## Task objective
The response should be a faithful copy of every record, with nothing left out.

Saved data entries
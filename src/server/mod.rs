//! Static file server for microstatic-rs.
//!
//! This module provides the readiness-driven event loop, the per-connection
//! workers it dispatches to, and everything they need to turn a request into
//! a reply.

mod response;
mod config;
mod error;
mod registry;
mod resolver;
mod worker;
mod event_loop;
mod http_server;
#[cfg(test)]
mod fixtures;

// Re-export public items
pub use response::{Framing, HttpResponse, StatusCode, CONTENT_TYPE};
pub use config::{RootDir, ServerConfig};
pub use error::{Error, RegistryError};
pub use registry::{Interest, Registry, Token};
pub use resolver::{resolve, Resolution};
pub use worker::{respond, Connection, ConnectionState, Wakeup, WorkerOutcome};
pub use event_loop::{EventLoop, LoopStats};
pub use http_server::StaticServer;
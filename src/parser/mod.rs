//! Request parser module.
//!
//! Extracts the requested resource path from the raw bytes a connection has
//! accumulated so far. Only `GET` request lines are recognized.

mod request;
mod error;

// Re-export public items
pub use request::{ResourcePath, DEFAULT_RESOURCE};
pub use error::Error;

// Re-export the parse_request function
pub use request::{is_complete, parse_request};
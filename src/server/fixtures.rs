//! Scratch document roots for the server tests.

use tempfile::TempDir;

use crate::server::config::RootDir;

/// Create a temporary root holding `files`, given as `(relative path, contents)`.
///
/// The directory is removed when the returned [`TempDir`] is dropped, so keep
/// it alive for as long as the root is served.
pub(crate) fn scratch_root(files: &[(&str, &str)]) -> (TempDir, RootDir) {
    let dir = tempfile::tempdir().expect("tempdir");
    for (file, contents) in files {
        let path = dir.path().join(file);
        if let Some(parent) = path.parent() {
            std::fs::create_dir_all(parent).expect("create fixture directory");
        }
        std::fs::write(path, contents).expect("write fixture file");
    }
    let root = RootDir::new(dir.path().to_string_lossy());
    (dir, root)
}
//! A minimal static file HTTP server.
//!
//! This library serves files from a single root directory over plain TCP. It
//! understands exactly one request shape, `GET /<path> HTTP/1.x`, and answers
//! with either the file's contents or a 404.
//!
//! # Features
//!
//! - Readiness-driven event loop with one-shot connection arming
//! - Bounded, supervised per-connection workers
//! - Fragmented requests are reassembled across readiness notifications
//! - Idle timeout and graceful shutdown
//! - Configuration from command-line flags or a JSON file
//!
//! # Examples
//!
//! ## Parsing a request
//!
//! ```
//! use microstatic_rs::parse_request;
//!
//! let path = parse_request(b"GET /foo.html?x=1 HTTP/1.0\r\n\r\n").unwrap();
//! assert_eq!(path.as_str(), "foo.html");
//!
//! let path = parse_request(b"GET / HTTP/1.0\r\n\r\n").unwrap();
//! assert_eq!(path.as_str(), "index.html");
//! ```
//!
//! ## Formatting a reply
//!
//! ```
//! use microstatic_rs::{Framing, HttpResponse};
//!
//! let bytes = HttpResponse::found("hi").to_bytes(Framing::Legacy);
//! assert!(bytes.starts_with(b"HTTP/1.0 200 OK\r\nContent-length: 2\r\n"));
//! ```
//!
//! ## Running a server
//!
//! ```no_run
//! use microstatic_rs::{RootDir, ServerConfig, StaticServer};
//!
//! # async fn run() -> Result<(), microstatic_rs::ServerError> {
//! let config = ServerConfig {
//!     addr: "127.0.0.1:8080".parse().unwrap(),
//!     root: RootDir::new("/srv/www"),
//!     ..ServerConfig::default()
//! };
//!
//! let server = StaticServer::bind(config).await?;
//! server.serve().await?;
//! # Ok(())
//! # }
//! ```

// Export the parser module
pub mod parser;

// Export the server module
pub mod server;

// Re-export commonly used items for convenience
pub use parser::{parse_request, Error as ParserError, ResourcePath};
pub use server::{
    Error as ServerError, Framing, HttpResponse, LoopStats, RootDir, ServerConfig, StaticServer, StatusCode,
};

## Solution to this problem
filename src/server/mod.rs
//! Static file server for microstatic-rs.
//!
//! This module provides the readiness-driven event loop, the per-connection
//! workers it dispatches to, and everything they need to turn a request into
//! a reply.

mod response;
mod config;
mod error;
mod registry;
mod resolver;
mod worker;
mod event_loop;
mod http_server;
#[cfg(test)]
mod fixtures;

// Re-export public items
pub use response::{Framing, HttpResponse, StatusCode, CONTENT_TYPE};
pub use config::{RootDir, ServerConfig};
pub use error::{Error, RegistryError};
pub use registry::{Interest, Registry, Token};
pub use resolver::{resolve, Resolution};
pub use worker::{respond, Connection, ConnectionState, Wakeup, WorkerOutcome};
pub use event_loop::{EventLoop, LoopStats};
pub use http_server::StaticServer;
filename src/parser/mod.rs
//! Request parser module.
//!
//! Extracts the requested resource path from the raw bytes a connection has
//! accumulated so far. Only `GET` request lines are recognized.

mod request;
mod error;

// Re-export public items
pub use request::{ResourcePath, DEFAULT_RESOURCE};
pub use error::Error;

// Re-export the parse_request function
pub use request::{is_complete, parse_request};
filename src/server/fixtures.rs
//! Scratch document roots for the server tests.

use tempfile::TempDir;

use crate::server::config::RootDir;

/// Create a temporary root holding `files`, given as `(relative path, contents)`.
///
/// The directory is removed when the returned [`TempDir`] is dropped, so keep
/// it alive for as long as the root is served.
pub(crate) fn scratch_root(files: &[(&str, &str)]) -> (TempDir, RootDir) {
    let dir = tempfile::tempdir().expect("tempdir");
    for (file, contents) in files {
        let path = dir.path().join(file);
        if let Some(parent) = path.parent() {
            std::fs::create_dir_all(parent).expect("create fixture directory");
        }
        std::fs::write(path, contents).expect("write fixture file");
    }
    let root = RootDir::new(dir.path().to_string_lossy());
    (dir, root)
}
//! A minimal static file HTTP server.
//!
//! This library serves files from a single root directory over plain TCP. It
//! understands exactly one request shape, `GET /<path> HTTP/1.x`, and answers
//! with either the file's contents or a 404.
//!
//! # Features
//!
//! - Readiness-driven event loop with one-shot connection arming
//! - Bounded, supervised per-connection workers
//! - Fragmented requests are reassembled across readiness notifications
//! - Idle timeout and graceful shutdown
//! - Configuration from command-line flags or a JSON file
//!
//! # Examples
//!
//! ## Parsing a request
//!
//! ```
//! use microstatic_rs::parse_request;
//!
//! let path = parse_request(b"GET /foo.html?x=1 HTTP/1.0\r\n\r\n").unwrap();
//! assert_eq!(path.as_str(), "foo.html");
//!
//! let path = parse_request(b"GET / HTTP/1.0\r\n\r\n").unwrap();
//! assert_eq!(path.as_str(), "index.html");
//! ```
//!
//! ## Formatting a reply
//!
//! ```
//! use microstatic_rs::{Framing, HttpResponse};
//!
//! let bytes = HttpResponse::found("hi").to_bytes(Framing::Legacy);
//! assert!(bytes.starts_with(b"HTTP/1.0 200 OK\r\nContent-length: 2\r\n"));
//! ```
//!
//! ## Running a server
//!
//! ```no_run
//! use microstatic_rs::{RootDir, ServerConfig, StaticServer};
//!
//! # async fn run() -> Result<(), microstatic_rs::ServerError> {
//! let config = ServerConfig {
//!     addr: "127.0.0.1:8080".parse().unwrap(),
//!     root: RootDir::new("/srv/www"),
//!     ..ServerConfig::default()
//! };
//!
//! let server = StaticServer::bind(config).await?;
//! server.serve().await?;
//! # Ok(())
//! # }
//! ```

// Export the parser module
pub mod parser;

// Export the server module
pub mod server;

// Re-export commonly used items for convenience
pub use parser::{parse_request, Error as ParserError, ResourcePath};
pub use server::{
    Error as ServerError, Framing, HttpResponse, LoopStats, RootDir, ServerConfig, StaticServer, StatusCode,
};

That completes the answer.